Si sposta di 2 mm: come cambia il cervello nello spazio in assenza di gravità (e perché è un problema)

La biologia umana non è fatta per l’assenza di peso: siamo modellati dalla gravità terrestre e quando abbandoniamo il nostro pianeta per andare nello spazio, il corpo reagisce in modi inaspettati. Il cuore cambia forma, i muscoli si atrofizzano e le ossa perdono densità. Ma la vera frontiera della medicina spaziale riguarda l’organo che ci rende umani, il cervello.

Un recente studio pubblicato sulla prestigiosa rivista PNAS (Proceedings of the National Academy of Sciences) ha gettato una luce nuova e preoccupante su come cambia il cervello nello spazio. Non si tratta di una trasformazione psicologica, ma di una mutazione fisica e strutturale. Il team di ricerca, guidato dalla neuroscienziata Rachel Seidler dell’Università della Florida, ha analizzato i dati di 26 astronauti. I risultati sono sorprendenti. In assenza di gravità, il cervello non resta al suo posto. Si sposta verso l’alto e all’indietro di circa due millimetri.

Potrebbe sembrare una distanza insignificante. In fondo, due millimetri sono lo spessore di una moneta.
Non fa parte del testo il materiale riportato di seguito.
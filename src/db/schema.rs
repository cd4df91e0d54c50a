//! Database schema and migrations for inkpost.
//!
//! Migrations are applied in order when the database is opened. The
//! `schema_version` table tracks which ones have run.

/// Database migrations.
pub const MIGRATIONS: &[&str] = &[
    // v1: users
    r#"
CREATE TABLE users (
    id          INTEGER PRIMARY KEY AUTOINCREMENT,
    email       TEXT NOT NULL,
    name        TEXT NOT NULL,
    password    TEXT NOT NULL           -- bcrypt hash
);

CREATE UNIQUE INDEX idx_users_email ON users(email COLLATE NOCASE);
"#,
    // v2: posts
    r#"
CREATE TABLE posts (
    id          INTEGER PRIMARY KEY AUTOINCREMENT,
    title       TEXT NOT NULL,
    content     TEXT NOT NULL
);
"#,
];
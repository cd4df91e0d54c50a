//! Validated JSON extraction and custom field validators.

use axum::{
    async_trait,
    extract::{rejection::JsonRejection, FromRequest, Request},
    http::StatusCode,
    Json,
};
use serde::de::DeserializeOwned;
use validator::Validate;

use crate::web::error::{ApiError, ErrorCode};

/// JSON body extractor that runs `validator` checks after deserializing.
///
/// Malformed JSON is a 400. A body with missing or mistyped fields, or one
/// that fails validation, is a 422.
pub struct ValidatedJson<T>(pub T);

#[async_trait]
impl<S, T> FromRequest<S> for ValidatedJson<T>
where
    S: Send + Sync,
    T: DeserializeOwned + Validate,
    Json<T>: FromRequest<S, Rejection = JsonRejection>,
{
    type Rejection = ApiError;

    async fn from_request(req: Request, state: &S) -> Result<Self, Self::Rejection> {
        let Json(value) = Json::<T>::from_request(req, state)
            .await
            .map_err(|e| match e.status() {
                StatusCode::UNPROCESSABLE_ENTITY => {
                    ApiError::new(ErrorCode::ValidationError, e.body_text())
                }
                _ => ApiError::bad_request(format!("Invalid JSON: {}", e.body_text())),
            })?;

        value.validate().map_err(ApiError::from_validation_errors)?;

        Ok(ValidatedJson(value))
    }
}

/// Longest password bcrypt actually reads, in bytes.
pub const MAX_PASSWORD_BYTES: usize = 72;

/// Reject passwords bcrypt would silently truncate.
pub fn bcrypt_length(value: &str) -> Result<(), validator::ValidationError> {
    if value.len() > MAX_PASSWORD_BYTES {
        return Err(validator::ValidationError::new("bcrypt_length")
            .with_message("Must be at most 72 bytes".into()));
    }
    Ok(())
}

/// Validate that a string does not contain control characters or NULL bytes.
pub fn no_control_chars(value: &str) -> Result<(), validator::ValidationError> {
    if value
        .chars()
        .any(|c| c.is_control() && c != '\n' && c != '\r' && c != '\t')
    {
        return Err(validator::ValidationError::new("no_control_chars")
            .with_message("Must not contain control characters".into()));
    }
    Ok(())
}

/// Validate that a string is not empty after trimming whitespace.
pub fn not_empty_trimmed(value: &str) -> Result<(), validator::ValidationError> {
    if value.trim().is_empty() {
        return Err(validator::ValidationError::new("not_empty_trimmed")
            .with_message("Must not be empty".into()));
    }
    Ok(())
}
Ma nel delicato ecosistema del sistema nervoso centrale, questo spostamento non è irrilevante. La materia grigia si comprime contro la volta cranica, alterando la distribuzione del liquido cerebrospinale. Per confermare questi dati, gli scienziati hanno utilizzato tecnologie avanzate di risonanza magnetica (MRI). Hanno confrontato i cervelli degli astronauti con quelli di 24 volontari rimasti a Terra. Questi ultimi hanno passato settimane a letto con la testa inclinata verso il basso. Questo protocollo simula gli effetti della microgravità sul flusso dei fluidi corporei. I risultati parlano chiaro. La deformazione avviene in entrambi i gruppi, ma negli astronauti è molto più marcata. 

Cervello
Come cambia il cervello umano nello spazio – tuttonotizie.eu

Perché il “cervello fluttuante nello spazio” spaventa la NASA e i futuri coloni di Marte

Perché questo spostamento ci preoccupa così tanto? La risposta risiede nella nostra ambizione di diventare una specie multi-planetaria. Se vogliamo inviare esseri umani su Marte, dobbiamo capire se il nostro intelletto può sopravvivere a viaggi di anni. Il fenomeno del “cervello fluttuante” può influenzare la pressione intracranica. Molti astronauti riportano disturbi visivi significativi al loro ritorno sulla Terra. Gli scienziati chiamano questa condizione Sindrome Neuro-Oculare associata al volo spaziale (SANS). I nervi ottici vengono schiacciati. La retina si gonfia. In alcuni casi, la vista degli esploratori spaziali non torna mai più quella di prima.

Pensate a un astronauta che trascorre sei mesi nello spazio. Egli vive in un ambiente dove l’alto e il basso non esistono. Il suo cervello cerca costantemente di adattarsi, di ricablare i propri circuiti per gestire nuovi segnali. Mentre i neuroni creano nuove connessioni, la struttura fisica che li ospita subisce una pressione costante. La plasticità cerebrale è la nostra forza, ma ha dei limiti fisici che non possiamo ignorare. L’urgenza di questi studi è dettata dal calendario delle prossime missioni Artemis. Torneremo sulla Luna, ma questa volta per restarci. Costruiremo basi permanenti. Gli astronauti vivranno per periodi prolungati in condizioni di gravità ridotta. Non sappiamo ancora se il cervello si stabilizzerà o se la deformazione continuerà a peggiorare nel tempo.

La scienza ci dice che siamo fatti di carne, sangue e fluidi che necessitano della gravità per funzionare correttamente. La conquista dello spazio non è solo una sfida per ingegneri e piloti. È una sfida per la nostra stessa biologia. Prima di camminare su Marte, dobbiamo assicurarci che il nostro cervello sia ancora capace di vivere quel momento.